11B tons of ice melted in Greenland – in just one day - known
https://www.cbsnews.com/news/11-billion-tons-of-ice-melted-greenland-just-one-day/
======
dangom
And as a look out of the window, on a sunny Sunday, all I see are hundreds of
unnecessarily large SUVs riding around (1 person per vehicle, usually),
contributing - like every day - their good share of superfluous greenhouse
gases to our atmosphere. Probably going to/from a place where a walk or a bike
ride would suffice, or where public transportation could get you to in no
time. CO2 emission per capita continue increasing [1], and its no surprise
why.
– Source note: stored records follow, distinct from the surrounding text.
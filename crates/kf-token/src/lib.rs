//! # kf-token
//!
//! Token signing and verification for Keyfort.
//!
//! Tokens are compact, tamper-evident HS256 JWTs carrying
//! `{sub, purpose, iat, exp, jti}`. Integrity is protected by a
//! process-wide secret loaded once at startup. Verification uses the
//! verifier's wall clock with zero leeway; callers must tolerate clock
//! skew across processes.

#![forbid(unsafe_code)]
#![deny(missing_docs)]

pub mod claims;
pub mod error;
pub mod signer;

pub use claims::{Claims, TokenPurpose};
pub use error::{TokenError, TokenResult};
pub use signer::{decode_unverified, TokenConfig, TokenSigner};
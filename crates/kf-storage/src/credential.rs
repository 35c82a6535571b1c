//! Credential storage provider trait.

use async_trait::async_trait;
use kf_model::{Credential, NewCredential};
use uuid::Uuid;

use crate::error::StorageResult;

/// Provider for credential record storage.
///
/// Implementations must be thread-safe and support concurrent access.
/// Username uniqueness is enforced by the store itself (a unique
/// index/constraint), so a concurrent duplicate signup surfaces as
/// [`StorageError::Duplicate`](crate::StorageError::Duplicate) rather
/// than racing a read-then-write check.
///
/// ## Security Note
///
/// Password hashes must never be logged.
#[async_trait]
pub trait CredentialStore: Send + Sync {
    /// Creates a credential record and returns its id.
    ///
    /// ## Errors
    ///
    /// Returns `StorageError::Duplicate` if the username is taken.
    async fn create(&self, credential: &NewCredential) -> StorageResult<Uuid>;

    /// Looks up a credential record by username.
    ///
    /// ## Errors
    ///
    /// Returns `StorageError::NotFound` if no record matches.
    async fn get_by_username(&self, username: &str) -> StorageResult<Credential>;

    /// Looks up a credential record by id.
    ///
    /// ## Errors
    ///
    /// Returns `StorageError::NotFound` if no record matches.
    async fn get_by_id(&self, id: Uuid) -> StorageResult<Credential>;

    /// Replaces the salt and hash of an existing record.
    ///
    /// ## Errors
    ///
    /// Returns `StorageError::NotFound` if no record matches `id`.
    async fn update_password(&self, id: Uuid, new_hash: &str, new_salt: &str)
        -> StorageResult<()>;
}
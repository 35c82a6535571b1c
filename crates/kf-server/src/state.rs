//! Application state shared across request handlers.

use std::sync::Arc;

use kf_session::SessionManager;

use crate::config::ServerConfig;

/// Application state shared across all request handlers.
#[derive(Clone)]
pub struct AppState {
    /// Server configuration.
    pub config: ServerConfig,

    /// The session manager.
    pub sessions: Arc<SessionManager>,
}

impl AppState {
    /// Creates a new application state.
    #[must_use]
    pub fn new(config: ServerConfig, sessions: Arc<SessionManager>) -> Self {
        Self { config, sessions }
    }
}
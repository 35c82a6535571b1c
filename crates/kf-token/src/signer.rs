//! Token signer and verifier.

use jsonwebtoken::{
    decode, encode, Algorithm, DecodingKey, EncodingKey, Header, Validation,
};
use uuid::Uuid;

use crate::claims::{Claims, TokenPurpose};
use crate::error::{TokenError, TokenResult};

/// Token lifetime configuration.
#[derive(Debug, Clone)]
pub struct TokenConfig {
    /// Access token lifespan in seconds.
    pub access_token_lifespan: i64,
    /// Refresh token lifespan in seconds.
    pub refresh_token_lifespan: i64,
}

impl Default for TokenConfig {
    fn default() -> Self {
        Self {
            access_token_lifespan: 300,      // 5 minutes
            refresh_token_lifespan: 86_400,  // 1 day
        }
    }
}

impl TokenConfig {
    /// Returns the lifespan for the given purpose.
    #[must_use]
    pub const fn lifespan(&self, purpose: TokenPurpose) -> i64 {
        match purpose {
            TokenPurpose::Access => self.access_token_lifespan,
            TokenPurpose::Refresh => self.refresh_token_lifespan,
        }
    }
}

/// Signs and verifies tokens with a process-wide HS256 secret.
pub struct TokenSigner {
    encoding_key: EncodingKey,
    decoding_key: DecodingKey,
    config: TokenConfig,
}

impl std::fmt::Debug for TokenSigner {
    fn fmt(&self, f: &mut std::fmt::Formatter<'_>) -> std::fmt::Result {
        f.debug_struct("TokenSigner")
            .field("encoding_key", &"[REDACTED]")
            .field("decoding_key", &"[REDACTED]")
            .field("config", &self.config)
            .finish()
    }
}

impl TokenSigner {
    /// Creates a signer from the process-wide secret.
    #[must_use]
    pub fn new(secret: &[u8], config: TokenConfig) -> Self {
        Self {
            encoding_key: EncodingKey::from_secret(secret),
            decoding_key: DecodingKey::from_secret(secret),
            config,
        }
    }

    /// Signs the given claims.
    ///
    /// # Errors
    ///
    /// Returns `TokenError::Signing` if encoding fails.
    pub fn sign(&self, claims: &Claims) -> TokenResult<String> {
        encode(&Header::new(Algorithm::HS256), claims, &self.encoding_key)
            .map_err(|e| TokenError::Signing(e.to_string()))
    }

    /// Issues a fresh token for `user_id` with the configured lifespan for
    /// `purpose`.
    ///
    /// # Errors
    ///
    /// Returns `TokenError::Signing` if encoding fails.
    pub fn issue(&self, user_id: Uuid, purpose: TokenPurpose) -> TokenResult<String> {
        let claims = Claims::new(user_id, purpose, self.config.lifespan(purpose));
        self.sign(&claims)
    }

    /// Verifies signature and expiry, then checks the purpose.
    ///
    /// Expiry is checked against this process's wall clock with zero
    /// leeway.
    ///
    /// # Errors
    ///
    /// - `TokenError::Expired` when the expiry has passed.
    /// - `TokenError::Malformed` when the structure cannot be parsed or
    ///   the signature does not match.
    /// - `TokenError::Invalid` for any other validation failure,
    ///   including a purpose mismatch.
    pub fn verify(&self, token: &str, purpose: TokenPurpose) -> TokenResult<Claims> {
        let mut validation = Validation::new(Algorithm::HS256);
        validation.leeway = 0;
        validation.validate_exp = true;

        let data = decode::<Claims>(token, &self.decoding_key, &validation)
            .map_err(from_jwt_error)?;

        if data.claims.purpose != purpose {
            return Err(TokenError::Invalid(format!(
                "expected {} token, got {}",
                purpose.as_str(),
                data.claims.purpose.as_str()
            )));
        }

        Ok(data.claims)
    }
}

/// Extracts claims without verifying signature or expiry.
///
/// Only for use after the token has already been verified once in the same
/// call, or when claims are needed despite a verification failure (e.g. to
/// know which user's index entry to clean up).
///
/// # Errors
///
/// Returns `TokenError::Malformed` if the payload cannot be parsed at all.
pub fn decode_unverified(token: &str) -> TokenResult<Claims> {
    let mut validation = Validation::new(Algorithm::HS256);
    validation.insecure_disable_signature_validation();
    validation.validate_exp = false;
    validation.required_spec_claims.clear();

    let data = decode::<Claims>(token, &DecodingKey::from_secret(&[]), &validation)
        .map_err(|_| TokenError::Malformed)?;

    Ok(data.claims)
}

/// Maps a `jsonwebtoken` error into the token error taxonomy.
fn from_jwt_error(err: jsonwebtoken::errors::Error) -> TokenError {
    use jsonwebtoken::errors::ErrorKind;

    match err.kind() {
        ErrorKind::ExpiredSignature => TokenError::Expired,
        ErrorKind::InvalidToken
        | ErrorKind::InvalidSignature
        | ErrorKind::Base64(_)
        | ErrorKind::Json(_)
        | ErrorKind::Utf8(_) => TokenError::Malformed,
        _ => TokenError::Invalid(err.to_string()),
    }
}

#[cfg(test)]
mod tests {
    use super::*;

    fn signer() -> TokenSigner {
        TokenSigner::new(b"test-secret", TokenConfig::default())
    }

    #[test]
    fn sign_and_verify_roundtrip() {
        let signer = signer();
        let user = Uuid::now_v7();

        let token = signer.issue(user, TokenPurpose::Access).unwrap();
        let claims = signer.verify(&token, TokenPurpose::Access).unwrap();

        assert_eq!(claims.sub, user);
        assert_eq!(claims.purpose, TokenPurpose::Access);
    }

    #[test]
    fn issued_tokens_are_distinct() {
        let signer = signer();
        let user = Uuid::now_v7();

        let a = signer.issue(user, TokenPurpose::Access).unwrap();
        let b = signer.issue(user, TokenPurpose::Access).unwrap();

        // Same subject and second-resolution timestamps; the jti keeps
        // the strings distinct.
        assert_ne!(a, b);
    }

    #[test]
    fn expired_token_is_rejected() {
        let signer = signer();
        let claims = Claims::new(Uuid::now_v7(), TokenPurpose::Refresh, -60);
        let token = signer.sign(&claims).unwrap();

        let err = signer.verify(&token, TokenPurpose::Refresh).unwrap_err();
        assert!(matches!(err, TokenError::Expired));
    }

    #[test]
    fn garbage_is_malformed() {
        let signer = signer();
        let err = signer
            .verify("not-a-token", TokenPurpose::Access)
            .unwrap_err();
        assert!(matches!(err, TokenError::Malformed));
    }

    #[test]
    fn wrong_secret_is_malformed() {
        let signer = signer();
        let other = TokenSigner::new(b"other-secret", TokenConfig::default());

        let token = other.issue(Uuid::now_v7(), TokenPurpose::Access).unwrap();
        let err = signer.verify(&token, TokenPurpose::Access).unwrap_err();
        assert!(matches!(err, TokenError::Malformed));
    }

    #[test]
    fn purpose_mismatch_is_invalid() {
        let signer = signer();
        let token = signer.issue(Uuid::now_v7(), TokenPurpose::Refresh).unwrap();

        let err = signer.verify(&token, TokenPurpose::Access).unwrap_err();
        assert!(matches!(err, TokenError::Invalid(_)));
    }

    #[test]
    fn decode_unverified_recovers_expired_claims() {
        let signer = signer();
        let user = Uuid::now_v7();
        let claims = Claims::new(user, TokenPurpose::Access, -60);
        let token = signer.sign(&claims).unwrap();

        // Verification fails, but the subject is still recoverable for
        // index cleanup.
        assert!(signer.verify(&token, TokenPurpose::Access).is_err());
        let decoded = decode_unverified(&token).unwrap();
        assert_eq!(decoded.sub, user);
    }

    #[test]
    fn decode_unverified_rejects_garbage() {
        let err = decode_unverified("garbage").unwrap_err();
        assert!(matches!(err, TokenError::Malformed));
    }
}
In the US, personal vehicles account for over 25% of greenhouse emissions
- that accounts for about 0.1ppm/year C02 increase in the atmosphere [from 2,
3], or an extra 10ppm in the next century if things don't change. That _only_
from cars.

But things are not going to change. Companies are already studying how much
money they will save by shipping things over the artic when all ice is gone
during the summer. That's due to happen within the next 50 years.

[1]
[https://www.google.com/publicdata/explore?ds=d5bncppjof8f9_&...](https://www.google.com/publicdata/explore?ds=d5bncppjof8f9_&met_y=en_atm_co2e_pc&idim=country:USA:GBR:RUS&hl=en&dl=en#!ctype=l&strail=false&bcs=d&nselm=h&met_y=en_atm_co2e_pc&scale_y=lin&ind_y=false&rdim=region&ifdim=region&tdim=true&hl=en_US&dl=en&ind=false)

[2]
[https://en.wikipedia.org/wiki/List_of_countries_by_greenhous...](https://en.wikipedia.org/wiki/List_of_countries_by_greenhouse_gas_emissions)

[3]
[https://www.co2.earth/co2-acceleration](https://www.co2.earth/co2-acceleration)

------
tofflos
Sigh. The article doesn't say anything about how this compares to the
"meltiest" day of years past nor does it provide any usable numbers which
would allow the reader to put those 11B tons into any kind of meaningful
context.

"Roughly 197 billion tons of ice from Greenland melted into the Atlantic Ocean
in July, Ruth Mottram, a climate scientist with the Danish Meteorological
Institute, told CBS News Friday. That's about 36 percent more than scientists
expect in an average year."

Ok, ok, we get it. It's melting more than average. Now please provide some
actual year-over-year numbers and include a projection for this year so can do
an apples-to-apples comparison and start our manmade-vs-natural-cycle
discussion.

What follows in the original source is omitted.